Empat sampai lima tahun yang lalu, corporate venture capital (CVC) adalah satu fenomena yang terhitung baru di kancah startup Indonesia, di mana banyak korporasi dalam negeri yang mulai masuk ke ranah pendanaan bisnis digital. Menilik iklimnya di luar Indonesia kala itu, bentuk venture capital yang satu ini terlihat telah lebih dulu menjadi tren progresif.

Tren tersebut bisa dilihat dari angka pertumbuhan yang positif secara global. Menurut data CB Insights, kontribusi CVC dalam ekosistem investasi venture capital (VC) secara global selalu meningkat; terlihat dari jumlah partisipasi CVC dalam seluruh pendanaan VC sebanyak 16% pada 2013 dan 23% pada 2018. Juga, tren keaktifan pendanaan CVC meningkat 47% dari tahun 2017 ke 2018.

Angka di atas menunjukkan daya dan upaya CVC untuk terus meningkatkan kesehatan ekosistem bisnis teknologi, yang juga tentunya sejalan dengan tujuan CVC untuk menghubungkan inovasi terbaik dengan bisnis dan akses pasar dari perusahaan induk.

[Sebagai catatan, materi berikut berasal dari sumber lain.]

//! JSON configuration for the revoker binary.
//!
//! # Example
//!
//! ```json
//! {
//!   "revoker": {
//!     "raService": { "url": "https://ra.internal:9094", "timeoutSecs": 30 },
//!     "saService": { "url": "https://sa.internal:9095" },
//!     "operator": "alice"
//!   }
//! }
//! ```

use std::{path::Path, time::Duration};

use eyre::WrapErr as _;
use serde::{Deserialize, Serialize};

const DEFAULT_TIMEOUT_SECS: u64 = 30;

#[derive(Debug, Clone, PartialEq, Eq, Serialize, Deserialize)]
pub struct Config {
    pub revoker: RevokerConfig,
}

#[derive(Debug, Clone, PartialEq, Eq, Serialize, Deserialize)]
#[serde(rename_all = "camelCase")]
pub struct RevokerConfig {
    /// Registration authority, which performs revocations.
    pub ra_service: ServiceConfig,

    /// Storage authority, which answers queries and stores blocked keys.
    pub sa_service: ServiceConfig,

    /// Operator name recorded with every action. Overrides the command line.
    #[serde(default, skip_serializing_if = "Option::is_none")]
    pub operator: Option<String>,
}

/// Where a collaborator lives and how long to wait for it.
#[derive(Debug, Clone, PartialEq, Eq, Serialize, Deserialize)]
#[serde(rename_all = "camelCase")]
pub struct ServiceConfig {
    pub url: String,

    #[serde(default = "default_timeout_secs")]
    pub timeout_secs: u64,
}

fn default_timeout_secs() -> u64 {
    DEFAULT_TIMEOUT_SECS
}

impl ServiceConfig {
    pub fn timeout(&self) -> Duration {
        Duration::from_secs(self.timeout_secs)
    }
}

impl Config {
    /// Reads and parses a configuration file.
    pub async fn load(path: impl AsRef<Path>) -> eyre::Result<Self> {
        let path = path.as_ref();

        let json = tokio::fs::read(path)
            .await
            .wrap_err_with(|| format!("failed to read config file {}", path.display()))?;

        serde_json::from_slice(&json)
            .wrap_err_with(|| format!("failed to parse config file {}", path.display()))
    }

    /// Operator to act as: the configured one if set, otherwise `fallback`.
    pub fn operator_or(&self, fallback: &str) -> String {
        self.revoker
            .operator
            .clone()
            .unwrap_or_else(|| fallback.to_owned())
    }
}
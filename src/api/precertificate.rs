use serde::{Deserialize, Serialize};

use crate::cert::CertificateRef;

/// Stored precertificate: the lookup path from a serial to certificate bytes and owner.
///
/// # Example JSON
///
/// ```json
/// {
///   "serial": "000000000000000000000000000000001234",
///   "registrationId": 42,
///   "der": "MIIB..."
/// }
/// ```
#[derive(Debug, Clone, PartialEq, Eq, Serialize, Deserialize)]
#[serde(rename_all = "camelCase")]
pub struct Precertificate {
    pub serial: String,

    pub registration_id: i64,

    #[serde(with = "crate::util::base64url_bytes")]
    pub der: Vec<u8>,
}

impl Precertificate {
    pub fn to_certificate_ref(&self) -> CertificateRef {
        CertificateRef::Der(self.der.clone())
    }
}
use async_trait::async_trait;
use eyre::{eyre, WrapErr as _};
use reqwest::Url;
use serde::{de::DeserializeOwned, Serialize};

use crate::{
    api::{AdminRevocation, BlockedKey, Count, Precertificate, Registration, Serials},
    authority::{RegistrationAuthority, RevocationRequest, StorageAuthority},
    config::{RevokerConfig, ServiceConfig},
    req::req_handle_error,
    spki::SpkiHash,
};

/// One remote collaborator: a base URL and a client with that service's timeout.
#[derive(Clone, Debug)]
struct Service {
    base_url: Url,
    client: reqwest::Client,
}

impl Service {
    fn new(config: &ServiceConfig) -> eyre::Result<Self> {
        let base_url = Url::parse(&config.url)
            .wrap_err_with(|| format!("invalid service URL {:?}", config.url))?;

        if base_url.cannot_be_a_base() {
            return Err(eyre!("{base_url} cannot be used as a service URL"));
        }

        let client = reqwest::Client::builder()
            .timeout(config.timeout())
            .build()
            .wrap_err("failed to build HTTP client")?;

        Ok(Service { base_url, client })
    }

    fn url(&self, segments: &[&str]) -> Url {
        let mut url = self.base_url.clone();

        // checked in `new`
        if let Ok(mut path) = url.path_segments_mut() {
            path.pop_if_empty().extend(segments);
        }

        url
    }

    async fn send(&self, req: reqwest::RequestBuilder, url: &Url) -> eyre::Result<reqwest::Response> {
        let res = req
            .send()
            .await
            .wrap_err_with(|| format!("request to {url} failed"))?;

        Ok(req_handle_error(res).await?)
    }

    async fn get<T: DeserializeOwned>(&self, segments: &[&str]) -> eyre::Result<T> {
        let url = self.url(segments);
        log::debug!("GET {url}");

        let res = self.send(self.client.get(url.clone()), &url).await?;

        res.json()
            .await
            .wrap_err_with(|| format!("failed to decode response from {url}"))
    }

    /// Like [`Service::get`] but a 404 is `None`.
    async fn get_optional<T: DeserializeOwned>(&self, segments: &[&str]) -> eyre::Result<Option<T>> {
        let url = self.url(segments);
        log::debug!("GET {url}");

        let res = self
            .client
            .get(url.clone())
            .send()
            .await
            .wrap_err_with(|| format!("request to {url} failed"))?;

        let res = match req_handle_error(res).await {
            Ok(res) => res,
            Err(problem) if problem.is_not_found() => {
                log::trace!("{url} not found: {problem}");
                return Ok(None);
            }
            Err(problem) => return Err(problem.into()),
        };

        res.json()
            .await
            .map(Some)
            .wrap_err_with(|| format!("failed to decode response from {url}"))
    }

    async fn post<B: Serialize + ?Sized>(&self, segments: &[&str], body: &B) -> eyre::Result<()> {
        let url = self.url(segments);
        log::debug!("POST {url}");

        self.send(self.client.post(url.clone()).json(body), &url)
            .await?;

        Ok(())
    }
}

/// Talks to the registration and storage authorities over HTTP with JSON payloads.
#[derive(Clone, Debug)]
pub struct HttpClient {
    ra: Service,
    sa: Service,
}

impl HttpClient {
    pub fn new(config: &RevokerConfig) -> eyre::Result<Self> {
        Ok(HttpClient {
            ra: Service::new(&config.ra_service).wrap_err("while configuring the RA client")?,
            sa: Service::new(&config.sa_service).wrap_err("while configuring the SA client")?,
        })
    }
}

#[async_trait]
impl RegistrationAuthority for HttpClient {
    async fn administratively_revoke(&self, req: &RevocationRequest) -> eyre::Result<()> {
        self.ra
            .post(&["admin", "revoke-certificate"], &AdminRevocation::from(req))
            .await
    }
}

#[async_trait]
impl StorageAuthority for HttpClient {
    async fn get_registration(&self, id: i64) -> eyre::Result<Option<Registration>> {
        self.sa
            .get_optional(&["registrations", &id.to_string()])
            .await
    }

    async fn add_blocked_key(&self, entry: &BlockedKey) -> eyre::Result<()> {
        self.sa.post(&["blocked-keys"], entry).await
    }

    async fn count_blocked_keys(&self, key_hash: &SpkiHash) -> eyre::Result<u64> {
        let count: Count = self
            .sa
            .get(&["blocked-keys", &key_hash.to_string(), "count"])
            .await?;
        Ok(count.count)
    }

    async fn select_precertificate(&self, serial: &str) -> eyre::Result<Option<Precertificate>> {
        self.sa.get_optional(&["precertificates", serial]).await
    }

    async fn select_precertificates_by_registration(
        &self,
        registration_id: i64,
    ) -> eyre::Result<Vec<Precertificate>> {
        self.sa
            .get(&[
                "registrations",
                &registration_id.to_string(),
                "precertificates",
            ])
            .await
    }

    async fn count_certs_by_key_hash(&self, key_hash: &SpkiHash) -> eyre::Result<u64> {
        let count: Count = self
            .sa
            .get(&["key-hashes", &key_hash.to_string(), "count"])
            .await?;
        Ok(count.count)
    }

    async fn select_serials_by_key_hash(&self, key_hash: &SpkiHash) -> eyre::Result<Vec<String>> {
        let serials: Serials = self
            .sa
            .get(&["key-hashes", &key_hash.to_string(), "serials"])
            .await?;
        Ok(serials.serials)
    }
}

#[cfg(test)]
mod tests {
    use std::sync::Arc;

    use super::*;
    use crate::{
        cert::CertificateRef,
        error::is_not_found,
        key::{PrivateKey, PublicKey},
        spki::fingerprint,
        test::{test_p256_key, with_authority_server, MemoryAuthority, TestCa},
        KeyActionOutcome, RevocationReason, Revoker,
    };

    fn client_for(url: &str) -> HttpClient {
        let service = ServiceConfig {
            url: url.to_owned(),
            timeout_secs: 5,
        };

        HttpClient::new(&RevokerConfig {
            ra_service: service.clone(),
            sa_service: service,
            operator: None,
        })
        .unwrap()
    }

    fn http_revoker(client: HttpClient) -> Revoker {
        let client = Arc::new(client);
        Revoker::new(client.clone(), client, "alice")
    }

    #[test]
    fn urls_join_segments() {
        let client = client_for("http://sa.test:9095/api/");
        assert_eq!(
            client.sa.url(&["precertificates", "00ff"]).as_str(),
            "http://sa.test:9095/api/precertificates/00ff"
        );

        // escaped, not interpreted
        assert_eq!(
            client.sa.url(&["precertificates", "../admin"]).as_str(),
            "http://sa.test:9095/api/precertificates/..%2Fadmin"
        );
    }

    #[test]
    fn rejects_non_base_url() {
        let config = RevokerConfig {
            ra_service: ServiceConfig {
                url: "mailto:ra@example.com".to_owned(),
                timeout_secs: 5,
            },
            sa_service: ServiceConfig {
                url: "http://sa.test".to_owned(),
                timeout_secs: 5,
            },
            operator: None,
        };

        assert!(HttpClient::new(&config).is_err());
    }

    #[tokio::test]
    async fn registration_lookup() {
        let authority = Arc::new(MemoryAuthority::new());
        let id = authority.add_registration();
        let server = with_authority_server(authority);
        let client = client_for(&server.url);

        let registration = client.get_registration(id).await.unwrap().unwrap();
        assert_eq!(registration.id, id);

        assert!(client.get_registration(id + 1).await.unwrap().is_none());
    }

    #[tokio::test]
    async fn revoke_over_http() {
        let ca = TestCa::new();
        let authority = Arc::new(MemoryAuthority::new());
        let reg = authority.add_registration();
        let subject = PublicKey::P256(test_p256_key().public_key());
        let serial = authority.add_precertificate(reg, ca.issue(9, &subject));

        let server = with_authority_server(authority.clone());
        let revoker = http_revoker(client_for(&server.url));

        revoker
            .revoke_by_serial(&serial, RevocationReason::Superseded, false)
            .await
            .unwrap();

        assert_eq!(authority.status(&serial), Some(RevocationReason::Superseded));
        let revocations = authority.revocations();
        assert_eq!(revocations[0].admin_name, "alice");
        assert!(matches!(revocations[0].cert, CertificateRef::Der(_)));
    }

    #[tokio::test]
    async fn not_found_crosses_http() {
        let authority = Arc::new(MemoryAuthority::new());
        let server = with_authority_server(authority.clone());
        let revoker = http_revoker(client_for(&server.url));

        let err = revoker
            .revoke_by_serial("00ff", RevocationReason::Unspecified, false)
            .await
            .unwrap_err();
        assert!(is_not_found(&err));

        // the authority itself reports the unknown serial
        let err = revoker
            .revoke_malformed_by_serial("00ff", RevocationReason::Unspecified)
            .await
            .unwrap_err();
        assert!(is_not_found(&err));

        let err = revoker
            .revoke_by_registration(42, RevocationReason::Unspecified)
            .await
            .unwrap_err();
        assert!(is_not_found(&err));
    }

    #[tokio::test]
    async fn authority_failure_is_reported() {
        let ca = TestCa::new();
        let authority = Arc::new(MemoryAuthority::new());
        let reg = authority.add_registration();
        let subject = PublicKey::P256(test_p256_key().public_key());
        let serial = authority.add_precertificate(reg, ca.issue(1, &subject));
        authority.fail_revocations_of(&serial);

        let server = with_authority_server(authority);
        let revoker = http_revoker(client_for(&server.url));

        let err = revoker
            .revoke_by_serial(&serial, RevocationReason::Unspecified, false)
            .await
            .unwrap_err();
        assert!(!is_not_found(&err));
        assert!(format!("{err:#}").contains("serverInternal"));
    }

    #[tokio::test]
    async fn key_compromise_over_http() {
        let ca = TestCa::new();
        let authority = Arc::new(MemoryAuthority::new());
        let reg = authority.add_registration();
        let key = PrivateKey::from(test_p256_key());
        let serials = [
            authority.add_precertificate(reg, ca.issue(1, &key.public_key())),
            authority.add_precertificate(reg, ca.issue(2, &key.public_key())),
        ];

        let server = with_authority_server(authority.clone());
        let revoker = http_revoker(client_for(&server.url));

        let report = revoker.inspect_private_key(&key).await.unwrap();
        assert_eq!(report.matching_certs, 2);
        assert_eq!(report.spki_hash, fingerprint(&key.public_key()).unwrap());

        let outcome = revoker
            .private_key_revoke(false, report.matching_certs, &key)
            .await
            .unwrap();
        assert_eq!(outcome, KeyActionOutcome::RevokedAndBlocked { revoked: 2 });

        for serial in &serials {
            assert_eq!(authority.status(serial), Some(RevocationReason::KeyCompromise));
        }
        assert_eq!(authority.blocked_keys().len(), 1);
        assert!(revoker
            .spki_hash_in_blocked_keys(&report.spki_hash)
            .await
            .unwrap());
    }
}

Dengan demikian, penting untuk menilik lebih lanjut bagaimana profil dan potensi dari perusahaan induk kemudian dapat berkontribusi ke startup melalui CVC, khususnya korporasi besar dengan CVC yang masih terbilang hijau.

Salah satunya adalah PT Bank Rakyat Indonesia Tbk (Bank BRI) yang di kuartal tiga 2019 ini meluncurkan CVC mereka BRI Ventures. CEO BRI Ventures Nicko Widjaja menyebutkan bahwa meski BRI Ventures terhitung baru dalam penjelajahan di wilayah investasi dunia digital–dengan bekal tim subur pengalaman dan wawasan–namun ia yakin bahwa kecepatan eksekusi adalah cara terbaik untuk dapat memberi dampak pada inovasi terbaik. Lantas, bagaimana langkah taktis BRI Ventures sebagai CVC yang tergolong baru untuk dapat ikut serta mengembangkan ekosistem startup?

Visi CVC pada investasi di bisnis digital

Seperti yang disebutkan di awal artikel, masuknya korporasi dalam bentuk CVC ke dalam kolam bisnis inovasi digital menjadi perbincangan kurang lebih setengah dekade ke belakang. BRI Ventures saat ini jelas tampak masih muda ketika memasuki rimba startup dan teknologi, apalagi dengan perusahaan induk yang termasuk terbesar dan tertua di industri.

Menyambung apa yang disebutkan Nicko terkait keberadaan BRI Ventures di industri, Markus Liman Rahardja, VP Investor Relation and Strategy BRI Ventures, sama sekali tidak keberatan jika harus injak pedal sedalam-dalamnya untuk maju mempercepat pembaruan bagi Bank BRI.

“Karena BRI Ventures ada untuk mengakselerasi inovasi dari luar (Bank BRI) dan mengerjakan hal-hal yang tidak bisa dijalankan di dalam (Bank BRI). BRI Ventures akan mengambil peran sebagai penghubung inovasi, di mana nanti inovasinya bisa dari Bank BRI atau startup terkait, agar kita semua selalu siap menghadapi industri ini yang memang secara alami terus berubah,” tegas Markus.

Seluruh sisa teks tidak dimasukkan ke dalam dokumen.